When illuminated with a red-free light, these refractile bodies autofluoresce (glow). Ultrasonography is also very helpful in detecting disc drusen, which have high reflectivity even on low gain settings.2
B-scan ultrasonography on this patient revealed high reflectivity at the site of the optic nerve head drusen in each eye, seen here.
Management of ONH drusen includes prompt and proper diagnosis.
Ultrasonography is probably the single most important ancillary test to perform in adults with ONH drusen. Ultrasonagraphy may not be as helpful in children because the drusen are not calcified.4 A careful evaluation of the optic nerve function is critical and should include Snellen acuity, contrast sensitivity, color vision testing and visual fields. Photodocumentation should be obtained for future comparison of progression.
There is no treatment or preventative care for patients with ONH drusen, unless hemorrhagic complications occur. Hemorrhages may be retrovitreal, preretinal, intraretinal or subretinal. Treatment options include natural resorption, photocoagulation, vitrectomy and scleral buckling, depending on the location and severity of the hemorrhage.
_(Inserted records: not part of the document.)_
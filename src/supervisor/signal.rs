//! OS shutdown signal handling
//!
//! On Unix the pipeline stops on SIGINT or SIGTERM (systemd/Kubernetes
//! default kill signal); elsewhere on Ctrl-C.

/// Completes when the process receives a termination signal.
#[cfg(unix)]
pub async fn wait_for_shutdown_signal() -> std::io::Result<()> {
    use tokio::signal::unix::{signal, SignalKind};

    let mut sigint = signal(SignalKind::interrupt())?;
    let mut sigterm = signal(SignalKind::terminate())?;

    tokio::select! {
        _ = sigint.recv() => {}
        _ = sigterm.recv() => {}
    }
    Ok(())
}

/// Completes when the process receives a termination signal.
#[cfg(not(unix))]
pub async fn wait_for_shutdown_signal() -> std::io::Result<()> {
    tokio::signal::ctrl_c().await
}
//! WebSocket connection handler
//!
//! Each accepted socket registers itself, receives the welcome message, then
//! pumps two directions: queued broadcast messages out, and protocol frames
//! in. Clients are passive receivers — inbound text and binary frames are
//! ignored; only Ping and Close get protocol-level responses. On any close
//! or error the connection removes itself from the registry before the task
//! exits, so removal is synchronous with the transport event.

use std::sync::Arc;

use axum::{
    extract::{
        ws::{Message, WebSocket, WebSocketUpgrade},
        State,
    },
    response::Response,
};
use tokio::sync::mpsc;

use super::events::WelcomeMessage;
use super::state::AppState;

/// WebSocket upgrade handler
pub async fn ws_handler(ws: WebSocketUpgrade, State(state): State<Arc<AppState>>) -> Response {
    ws.on_upgrade(move |socket| handle_socket(socket, state))
}

/// Handle an individual WebSocket connection
async fn handle_socket(mut socket: WebSocket, state: Arc<AppState>) {
    let (tx, mut rx) = mpsc::unbounded_channel::<Message>();
    let id = state.registry.add(tx);
    eprintln!("[ws] client {} connected ({} open)", id, state.registry.len());

    // Welcome precedes any broadcast traffic for this client
    let welcome = match serde_json::to_string(&WelcomeMessage::default()) {
        Ok(json) => json,
        Err(_) => String::new(),
    };
    if socket.send(Message::Text(welcome)).await.is_err() {
        state.registry.remove(id);
        return;
    }

    loop {
        tokio::select! {
            outbound = rx.recv() => match outbound {
                Some(message) => {
                    if socket.send(message).await.is_err() {
                        break;
                    }
                }
                // Registry entry gone (server shutting down)
                None => break,
            },

            inbound = socket.recv() => match inbound {
                Some(Ok(Message::Ping(data))) => {
                    let _ = socket.send(Message::Pong(data)).await;
                }
                Some(Ok(Message::Close(_))) | Some(Err(_)) | None => break,
                // Passive receivers: ignore anything else the client sends
                Some(Ok(_)) => {}
            },
        }
    }

    state.registry.remove(id);
    eprintln!(
        "[ws] client {} disconnected ({} open)",
        id,
        state.registry.len()
    );
}
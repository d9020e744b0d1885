//! Data types for the relay pipeline
//!
//! This module contains the event model and the crate-wide error type.

mod error;
mod event;

pub use error::{RelayError, RelayResult};
pub use event::{
    ChangePayload, RawChangeEvent, SequencedEvent, EVENT_SOURCE, UNKNOWN_OPERATION,
};
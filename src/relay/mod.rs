//! Sequencer/Relay stage
//!
//! Consumes raw change events from the capture stage, assigns each one a
//! durable monotonic id, and republishes it on the bus topic. The id comes
//! from an atomic increment against the external counter *before* the
//! publish, so two events can never share an id even under concurrent
//! delivery.
//!
//! Failure policy, deliberately asymmetric-free: an increment failure drops
//! the event; a publish failure after a successful increment also drops the
//! event, leaving a permanent gap in the sequence. Neither is retried and
//! the consumed id is never handed back — retrying here would reorder
//! delivery, and buffering would let a broken bus grow an unbounded queue.
//! Downstream consumers must tolerate gaps.
//!
//! The relay is a single task consuming a single channel, which is the
//! entire ordering story: events that arrive in order are sequenced and
//! published in that order.

use tokio::sync::mpsc;
use tokio_util::sync::CancellationToken;

use crate::config::{BUS_TOPIC, SEQUENCE_KEY};
use crate::types::{RawChangeEvent, RelayResult, SequencedEvent};

/// Atomic increment-and-return against the external counter service
pub trait SequenceCounter {
    fn increment(&self, key: &str) -> impl std::future::Future<Output = RelayResult<u64>> + Send;
}

/// Publish destination for sequenced events; returns the receiver count
/// reported by the bus
pub trait EventSink {
    fn publish(
        &self,
        topic: &str,
        body: &str,
    ) -> impl std::future::Future<Output = RelayResult<usize>> + Send;
}

/// Assigns sequence ids to raw events
pub struct Sequencer<C: SequenceCounter> {
    counter: C,
}

impl<C: SequenceCounter> Sequencer<C> {
    pub fn new(counter: C) -> Self {
        Self { counter }
    }

    /// Turn a raw event into a sequenced one. The increment happens here,
    /// before any publish attempt.
    pub async fn sequence(&self, raw: RawChangeEvent) -> RelayResult<SequencedEvent> {
        let pub_id = self.counter.increment(SEQUENCE_KEY).await?;
        Ok(SequencedEvent::new(raw, pub_id))
    }
}

/// Consume raw events until the capture side hangs up or shutdown is
/// requested. Runs as a single task so arrival order is publish order.
pub async fn run<C, P>(
    mut rx: mpsc::Receiver<RawChangeEvent>,
    sequencer: Sequencer<C>,
    publisher: P,
    shutdown: CancellationToken,
) where
    C: SequenceCounter,
    P: EventSink,
{
    loop {
        let raw = tokio::select! {
            _ = shutdown.cancelled() => break,
            raw = rx.recv() => match raw {
                Some(raw) => raw,
                None => break,
            },
        };

        let operation = raw.operation.clone();
        let event = match sequencer.sequence(raw).await {
            Ok(event) => event,
            Err(e) => {
                eprintln!(
                    "[relay] sequence assignment failed, dropping event op={}: {}",
                    operation, e
                );
                continue;
            }
        };

        match publisher.publish(BUS_TOPIC, &event.to_json()).await {
            Ok(receivers) => eprintln!(
                "[relay] published id={} receivers={} op={}",
                event.pub_id, receivers, operation
            ),
            Err(e) => eprintln!(
                "[relay] failed to publish id={}, dropping event: {}",
                event.pub_id, e
            ),
        }
    }
    eprintln!("[relay] stopped");
}
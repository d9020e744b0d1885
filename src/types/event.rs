//! Change event types flowing through the relay pipeline
//!
//! A store notification arrives as a UTF-8 string. If it parses as a JSON
//! object it is carried structured; anything else is carried opaque and
//! tagged `UNKNOWN` so it is forwarded rather than dropped. Sequencing wraps
//! the raw event with the metadata consumers key on: `_pub_id`,
//! `_published_at` and `_source`. All additive — whatever fields the store
//! sent pass through untouched.

use chrono::{DateTime, Utc};
use serde_json::{Map, Value};

/// Source tag stamped on every relayed event
pub const EVENT_SOURCE: &str = "postgres_notify";

/// Operation assigned to payloads that fail to parse as JSON objects
pub const UNKNOWN_OPERATION: &str = "UNKNOWN";

/// Notification payload, either parsed or carried as raw text
#[derive(Clone, Debug, PartialEq)]
pub enum ChangePayload {
    /// Payload parsed as a JSON object
    Structured(Map<String, Value>),
    /// Payload that was not a JSON object, kept verbatim
    Opaque(String),
}

/// A change event as received from the data store
#[derive(Clone, Debug, PartialEq)]
pub struct RawChangeEvent {
    /// Operation reported by the store ("UNKNOWN" for opaque payloads,
    /// "N/A" when a structured payload carries no operation field)
    pub operation: String,
    pub payload: ChangePayload,
}

impl RawChangeEvent {
    /// Parse a notification payload into an event.
    ///
    /// Never fails: a payload that is not a JSON object comes back as an
    /// [`ChangePayload::Opaque`] event with `operation = "UNKNOWN"`.
    pub fn parse(raw: &str) -> Self {
        match serde_json::from_str::<Value>(raw) {
            Ok(Value::Object(map)) => {
                let operation = map
                    .get("operation")
                    .and_then(Value::as_str)
                    .unwrap_or("N/A")
                    .to_string();
                Self {
                    operation,
                    payload: ChangePayload::Structured(map),
                }
            }
            _ => Self {
                operation: UNKNOWN_OPERATION.to_string(),
                payload: ChangePayload::Opaque(raw.to_string()),
            },
        }
    }

    /// Whether the payload failed structured parsing
    pub fn is_opaque(&self) -> bool {
        matches!(self.payload, ChangePayload::Opaque(_))
    }

    /// Message body for publishing. Structured payloads pass through as-is;
    /// opaque payloads become `{"operation":"UNKNOWN","raw":<text>}`.
    fn into_body(self) -> Map<String, Value> {
        match self.payload {
            ChangePayload::Structured(map) => map,
            ChangePayload::Opaque(raw) => {
                let mut map = Map::new();
                map.insert(
                    "operation".to_string(),
                    Value::String(UNKNOWN_OPERATION.to_string()),
                );
                map.insert("raw".to_string(), Value::String(raw));
                map
            }
        }
    }
}

/// A raw event enriched with its durable sequence id, ready to publish.
/// Immutable once created; serialized once and handed to the bus.
#[derive(Clone, Debug)]
pub struct SequencedEvent {
    /// Durable monotonic id assigned by the atomic counter
    pub pub_id: u64,
    /// Operation carried over from the raw event (for logging)
    pub operation: String,
    /// Publish timestamp, stamped at sequencing time
    pub published_at: DateTime<Utc>,
    body: Map<String, Value>,
}

impl SequencedEvent {
    pub fn new(raw: RawChangeEvent, pub_id: u64) -> Self {
        let operation = raw.operation.clone();
        Self {
            pub_id,
            operation,
            published_at: Utc::now(),
            body: raw.into_body(),
        }
    }

    /// Serialize for the bus: original fields plus `_pub_id`,
    /// `_published_at` and `_source`.
    pub fn to_json(&self) -> String {
        let mut out = self.body.clone();
        out.insert("_pub_id".to_string(), Value::from(self.pub_id));
        out.insert(
            "_published_at".to_string(),
            Value::String(self.published_at.to_rfc3339()),
        );
        out.insert(
            "_source".to_string(),
            Value::String(EVENT_SOURCE.to_string()),
        );
        Value::Object(out).to_string()
    }
}

#[cfg(test)]
mod tests {
    use super::*;

    #[test]
    fn test_parse_structured_payload() {
        let event = RawChangeEvent::parse(r#"{"operation":"INSERT","order_id":42}"#);
        assert_eq!(event.operation, "INSERT");
        assert!(!event.is_opaque());
    }

    #[test]
    fn test_parse_malformed_payload_is_never_dropped() {
        let event = RawChangeEvent::parse("not json");
        assert_eq!(event.operation, UNKNOWN_OPERATION);
        assert_eq!(event.payload, ChangePayload::Opaque("not json".to_string()));
    }

    #[test]
    fn test_parse_non_object_json_is_opaque() {
        // A bare array or number is valid JSON but not a change event
        let event = RawChangeEvent::parse("[1,2,3]");
        assert!(event.is_opaque());
        assert_eq!(event.operation, UNKNOWN_OPERATION);
    }

    #[test]
    fn test_structured_payload_without_operation_field() {
        let event = RawChangeEvent::parse(r#"{"order_id":7}"#);
        assert_eq!(event.operation, "N/A");
        assert!(!event.is_opaque());
    }

    #[test]
    fn test_sequenced_event_adds_metadata() {
        let raw = RawChangeEvent::parse(r#"{"operation":"UPDATE","order_id":1}"#);
        let event = SequencedEvent::new(raw, 99);
        let json: Value = serde_json::from_str(&event.to_json()).unwrap();

        assert_eq!(json["_pub_id"], 99);
        assert_eq!(json["_source"], EVENT_SOURCE);
        assert!(json["_published_at"].is_string());
        // Original fields pass through untouched
        assert_eq!(json["operation"], "UPDATE");
        assert_eq!(json["order_id"], 1);
    }

    #[test]
    fn test_opaque_event_serializes_with_raw_text() {
        let raw = RawChangeEvent::parse("not json");
        let event = SequencedEvent::new(raw, 1);
        let json: Value = serde_json::from_str(&event.to_json()).unwrap();

        assert_eq!(json["operation"], UNKNOWN_OPERATION);
        assert_eq!(json["raw"], "not json");
        assert_eq!(json["_pub_id"], 1);
    }
}
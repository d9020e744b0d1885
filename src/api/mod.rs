//! HTTP and WebSocket surface
//!
//! The fan-out side of the pipeline: an Axum server exposing the WebSocket
//! endpoint clients subscribe on, plus a health check.

pub mod http;
pub mod websocket;

pub use http::create_router;
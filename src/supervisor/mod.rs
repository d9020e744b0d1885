//! Connection supervision
//!
//! Every external connection in the pipeline (store listener, bus publisher,
//! bus subscriber) follows the same connect-listen-monitor-reconnect shape.
//! [`Supervisor`] owns that shape once: it runs a session closure, and when
//! the session fails it waits out the shared [`Backoff`] and runs it again.
//! Transient connection errors never escape the supervisor; the only exits
//! are cancellation and a session returning `Ok` (clean shutdown).
//!
//! A session does the connection-specific work — connect, subscribe,
//! pump messages, probe liveness — and talks back through its
//! [`SessionGuard`]: `mark_connected` once the subscription is live (resets
//! the backoff, so an hour-old connection that dies retries immediately at
//! the base delay) and `mark_degraded` when a liveness probe fails on a
//! connection that still claims to be open. Degraded is a trigger to force
//! reconnect, not a separate retry path: the session returns an error right
//! after, and the normal disconnect handling takes over.

mod backoff;
mod signal;

pub use backoff::Backoff;
pub use signal::wait_for_shutdown_signal;

use std::future::Future;
use std::sync::atomic::{AtomicBool, Ordering};
use std::sync::Arc;
use std::time::Duration;

use tokio::sync::watch;
use tokio_util::sync::CancellationToken;

use crate::types::RelayResult;

/// How often sessions probe connection liveness, independent of traffic
pub const LIVENESS_INTERVAL: Duration = Duration::from_secs(2);

/// Health of one supervised external connection
#[derive(Clone, Copy, Debug, PartialEq, Eq)]
pub enum ConnectionState {
    Disconnected,
    Connecting,
    Connected,
    /// The connection claims to be live but a liveness probe failed;
    /// always followed by a forced reconnect
    Degraded,
}

/// Handle a session uses to report its connection health
pub struct SessionGuard {
    state: watch::Sender<ConnectionState>,
    connected: Arc<AtomicBool>,
}

impl SessionGuard {
    /// Call once the connection is established and subscribed. Resets the
    /// supervisor's backoff.
    pub fn mark_connected(&self) {
        self.connected.store(true, Ordering::SeqCst);
        let _ = self.state.send(ConnectionState::Connected);
    }

    /// Call when a liveness probe fails on a connection that still reports
    /// itself open, just before returning the error.
    pub fn mark_degraded(&self) {
        let _ = self.state.send(ConnectionState::Degraded);
    }
}

/// Reconnect loop shared by every external connection
pub struct Supervisor {
    name: &'static str,
    backoff: Backoff,
    shutdown: CancellationToken,
    state: watch::Sender<ConnectionState>,
}

impl Supervisor {
    pub fn new(name: &'static str, backoff: Backoff, shutdown: CancellationToken) -> Self {
        let (state, _) = watch::channel(ConnectionState::Disconnected);
        Self {
            name,
            backoff,
            shutdown,
            state,
        }
    }

    /// Observe the supervised connection's state transitions
    pub fn watch_state(&self) -> watch::Receiver<ConnectionState> {
        self.state.subscribe()
    }

    /// Run `session` until it returns `Ok` (clean shutdown) or the token is
    /// cancelled. A failing session is retried forever with backoff; there
    /// is no maximum retry count.
    pub async fn run<F, Fut>(mut self, mut session: F)
    where
        F: FnMut(SessionGuard) -> Fut,
        Fut: Future<Output = RelayResult<()>>,
    {
        loop {
            if self.shutdown.is_cancelled() {
                break;
            }

            let _ = self.state.send(ConnectionState::Connecting);
            let connected = Arc::new(AtomicBool::new(false));
            let guard = SessionGuard {
                state: self.state.clone(),
                connected: connected.clone(),
            };

            match session(guard).await {
                Ok(()) => break,
                Err(e) => {
                    if connected.load(Ordering::SeqCst) {
                        self.backoff.reset();
                    }
                    let _ = self.state.send(ConnectionState::Disconnected);
                    if self.shutdown.is_cancelled() {
                        break;
                    }

                    let delay = self.backoff.next();
                    eprintln!(
                        "[{}] {}; reconnecting in {}ms (attempt {})",
                        self.name,
                        e,
                        delay.as_millis(),
                        self.backoff.attempt()
                    );
                    tokio::select! {
                        _ = tokio::time::sleep(delay) => {}
                        _ = self.shutdown.cancelled() => break,
                    }
                }
            }
        }
        let _ = self.state.send(ConnectionState::Disconnected);
    }
}

#[cfg(test)]
mod tests {
    use super::*;
    use std::sync::atomic::AtomicU32;
    use crate::types::RelayError;

    #[tokio::test(start_paused = true)]
    async fn test_retries_until_session_succeeds() {
        let shutdown = CancellationToken::new();
        let supervisor = Supervisor::new("test", Backoff::default(), shutdown);
        let attempts = Arc::new(AtomicU32::new(0));

        let counter = attempts.clone();
        supervisor
            .run(move |guard| {
                let counter = counter.clone();
                async move {
                    let n = counter.fetch_add(1, Ordering::SeqCst);
                    if n < 3 {
                        Err(RelayError::ConnectionClosed("test"))
                    } else {
                        guard.mark_connected();
                        Ok(())
                    }
                }
            })
            .await;

        assert_eq!(attempts.load(Ordering::SeqCst), 4);
    }

    #[tokio::test(start_paused = true)]
    async fn test_cancellation_stops_retry_loop() {
        let shutdown = CancellationToken::new();
        let supervisor = Supervisor::new("test", Backoff::default(), shutdown.clone());
        let attempts = Arc::new(AtomicU32::new(0));

        let counter = attempts.clone();
        let token = shutdown.clone();
        supervisor
            .run(move |_guard| {
                let counter = counter.clone();
                let token = token.clone();
                async move {
                    if counter.fetch_add(1, Ordering::SeqCst) >= 1 {
                        token.cancel();
                    }
                    Err(RelayError::ConnectionClosed("test"))
                }
            })
            .await;

        // Second session cancels; the loop must exit instead of scheduling
        // another retry.
        assert_eq!(attempts.load(Ordering::SeqCst), 2);
    }

    #[tokio::test(start_paused = true)]
    async fn test_successful_connect_resets_backoff() {
        let shutdown = CancellationToken::new();
        let supervisor =
            Supervisor::new("test", Backoff::default(), shutdown.clone());
        let mut state = supervisor.watch_state();
        let attempts = Arc::new(AtomicU32::new(0));

        let counter = attempts.clone();
        let token = shutdown.clone();
        let start = tokio::time::Instant::now();
        supervisor
            .run(move |guard| {
                let counter = counter.clone();
                let token = token.clone();
                async move {
                    let n = counter.fetch_add(1, Ordering::SeqCst);
                    match n {
                        // Two straight connect failures grow the backoff...
                        0 | 1 => Err(RelayError::ConnectionClosed("test")),
                        // ...then a session that connects before dying
                        // resets it, so the next delay is base again.
                        2 => {
                            guard.mark_connected();
                            Err(RelayError::ConnectionClosed("test"))
                        }
                        _ => {
                            token.cancel();
                            Ok(())
                        }
                    }
                }
            })
            .await;

        // base(1000) + base*1.5(1500) + base-after-reset(1000)
        assert_eq!(start.elapsed(), Duration::from_millis(3500));
        assert_eq!(attempts.load(Ordering::SeqCst), 4);
        assert_eq!(*state.borrow_and_update(), ConnectionState::Disconnected);
    }
}
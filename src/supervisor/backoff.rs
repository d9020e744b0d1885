//! Exponential backoff for reconnect loops
//!
//! [`Backoff`] controls how reconnect delays grow after repeated connection
//! failures. The delay for attempt `k` (1-indexed) is
//! `min(base × factor^(k-1), cap)`, so the first retry always waits `base`
//! and repeated failures grow toward `cap`. The calculation is pure
//! arithmetic over the attempt number — no clock access — which keeps it
//! deterministic and unit-testable without real time.

use std::time::Duration;

/// Reconnect backoff state shared by every external connection.
///
/// Every reconnect loop in the pipeline uses the same defaults:
/// base 1000 ms, factor 1.5, cap 30 s.
#[derive(Clone, Copy, Debug)]
pub struct Backoff {
    /// Delay for the first retry
    pub base: Duration,
    /// Maximum delay cap
    pub cap: Duration,
    /// Multiplicative growth factor (>= 1.0)
    pub factor: f64,
    attempt: u32,
}

impl Default for Backoff {
    fn default() -> Self {
        Self::new(Duration::from_millis(1000), Duration::from_secs(30), 1.5)
    }
}

impl Backoff {
    pub fn new(base: Duration, cap: Duration, factor: f64) -> Self {
        Self {
            base,
            cap,
            factor,
            attempt: 0,
        }
    }

    /// Delay for a given attempt number (1-indexed), independent of state.
    ///
    /// `min(base × factor^(attempt-1), cap)`; attempt 0 is treated as 1.
    pub fn delay_for(&self, attempt: u32) -> Duration {
        let exp = attempt.saturating_sub(1).min(i32::MAX as u32) as i32;
        let cap_secs = self.cap.as_secs_f64();
        let raw_secs = self.base.as_secs_f64() * self.factor.powi(exp);

        if !raw_secs.is_finite() || raw_secs < 0.0 || raw_secs > cap_secs {
            self.cap
        } else {
            Duration::from_secs_f64(raw_secs)
        }
    }

    /// Record a failure: advance the attempt counter and return the delay
    /// to wait before the next try.
    pub fn next(&mut self) -> Duration {
        self.attempt = self.attempt.saturating_add(1);
        self.delay_for(self.attempt)
    }

    /// Record a successful connection: the next failure starts over at
    /// the base delay.
    pub fn reset(&mut self) {
        self.attempt = 0;
    }

    /// Failures recorded since the last reset
    pub fn attempt(&self) -> u32 {
        self.attempt
    }
}
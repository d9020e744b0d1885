//! WebSocket application state

use std::sync::Arc;

use super::registry::ClientRegistry;

/// Shared state for WebSocket connections
pub struct AppState {
    /// Registry of open client connections, shared with the fan-out
    /// broadcaster
    pub registry: Arc<ClientRegistry>,
}

impl AppState {
    pub fn new(registry: Arc<ClientRegistry>) -> Self {
        Self { registry }
    }
}
//! Bus publisher connection
//!
//! The bus (Redis) is an external service; this module owns the single
//! connection the sequencer uses for both `INCR` (sequence assignment) and
//! `PUBLISH`. The connection is maintained by its own supervised task,
//! independent of the Postgres listener, and shared with the relay through a
//! watch slot: `Some(conn)` while healthy, `None` while reconnecting. The
//! relay never waits for the slot to fill — an event that arrives while the
//! slot is empty is dropped, which is what keeps a broken bus from ever
//! blocking the pipeline.

use redis::aio::MultiplexedConnection;
use redis::AsyncCommands;
use tokio::sync::watch;
use tokio_util::sync::CancellationToken;

use crate::config::Config;
use crate::relay::{EventSink, SequenceCounter};
use crate::supervisor::{Backoff, SessionGuard, Supervisor, LIVENESS_INTERVAL};
use crate::types::{RelayError, RelayResult};

/// Create the connection slot shared between the supervised task (writer)
/// and the relay (reader).
pub fn slot() -> (watch::Sender<Option<MultiplexedConnection>>, BusHandle) {
    let (tx, rx) = watch::channel(None);
    (tx, BusHandle { slot: rx })
}

/// Read side of the bus connection slot. Cheap to clone; used by the relay
/// for sequence increments and publishes.
#[derive(Clone)]
pub struct BusHandle {
    slot: watch::Receiver<Option<MultiplexedConnection>>,
}

impl BusHandle {
    pub fn is_connected(&self) -> bool {
        self.slot.borrow().is_some()
    }

    fn current(&self) -> RelayResult<MultiplexedConnection> {
        self.slot.borrow().clone().ok_or(RelayError::BusUnavailable)
    }
}

impl SequenceCounter for BusHandle {
    async fn increment(&self, key: &str) -> RelayResult<u64> {
        let mut conn = self.current()?;
        let id: u64 = conn.incr(key, 1u32).await?;
        Ok(id)
    }
}

impl EventSink for BusHandle {
    async fn publish(&self, topic: &str, body: &str) -> RelayResult<usize> {
        let mut conn = self.current()?;
        let receivers: i64 = conn.publish(topic, body).await?;
        Ok(receivers.max(0) as usize)
    }
}

/// Maintain the publisher connection until shutdown, filling and emptying
/// the slot as it comes and goes.
pub async fn run(
    config: Config,
    slot: watch::Sender<Option<MultiplexedConnection>>,
    shutdown: CancellationToken,
) {
    let supervisor = Supervisor::new("bus", Backoff::default(), shutdown.clone());
    supervisor
        .run(move |guard| {
            let redis_url = config.redis_url.clone();
            let slot = slot.clone();
            let shutdown = shutdown.clone();
            async move { session(redis_url, slot, shutdown, guard).await }
        })
        .await;
}

async fn session(
    redis_url: String,
    slot: watch::Sender<Option<MultiplexedConnection>>,
    shutdown: CancellationToken,
    guard: SessionGuard,
) -> RelayResult<()> {
    eprintln!("[bus] connecting publisher...");
    let client = redis::Client::open(redis_url.as_str())?;
    let mut conn = client.get_multiplexed_async_connection().await?;

    // Round-trip before handing the connection out
    let _pong: String = redis::cmd("PING").query_async(&mut conn).await?;
    let _ = slot.send(Some(conn.clone()));
    guard.mark_connected();
    eprintln!("[bus] publisher connected");

    let mut probe = tokio::time::interval(LIVENESS_INTERVAL);
    let result = loop {
        tokio::select! {
            _ = shutdown.cancelled() => break Ok(()),
            _ = probe.tick() => {
                let pong: Result<String, redis::RedisError> =
                    redis::cmd("PING").query_async(&mut conn).await;
                if let Err(e) = pong {
                    guard.mark_degraded();
                    break Err(e.into());
                }
            }
        }
    };

    // Empty the slot before the supervisor backs off, so the relay drops
    // events instead of erroring against a dead connection.
    let _ = slot.send(None);
    result
}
Educate patients on the importance of annual eye exams to monitor for progression. Patients must also self-monitor their vision periodically and return to the clinic as soon as possible if they note any visual disturbances. Routine ONH drusen cases should be seen every six to 12 months.1
Dr. Dang is a lieutenant in the U.S. navy and serves as staff optometrist for the Naval Medical Center in San Diego.
1. Sowka JW, Gurwood AS, Kabat AG. OpticNerve Head Drusen. Handbook of Ocular Disease Management. Rev Optom Online, www.revoptom.com/handbook/SECT50a.htm.
2. Nishimoto J. Anomalies of Optic Disc Contour and Position. In: Bezan D, LaRussa F, Nishimoto J, et al. Differential Diagnosis in Primary Care. Boston: Butterworth-Heinemann, 1999:388-9.
3. Haynes RJ, Manivannan A, Walker S, et al. Imaging of optic nerve head drusen with the scanning laser ophthalmoscope. Br J Ophthalmol 1997 Aug;81(8):654-7.
4. Chang A, Flaherty M. Disc Drusen: A headache for child and clinician. Aust N Z J Ophthalmol. 1996 Nov;24(4):381-4.
5. Mustonen E. Pseudopapilledema with and without verified optic disc drusen. A clinical analysis II: visual fields. Acta Ophthalmol (Copenh) 1983 Dec;61(6):1057-66.
6. Roh S, Noecker RJ, Schuman JS, et al. Effect of optic nerve head drusen on nerve fiber layer thickness. Ophthalmology 1998 May;105(5):878-85.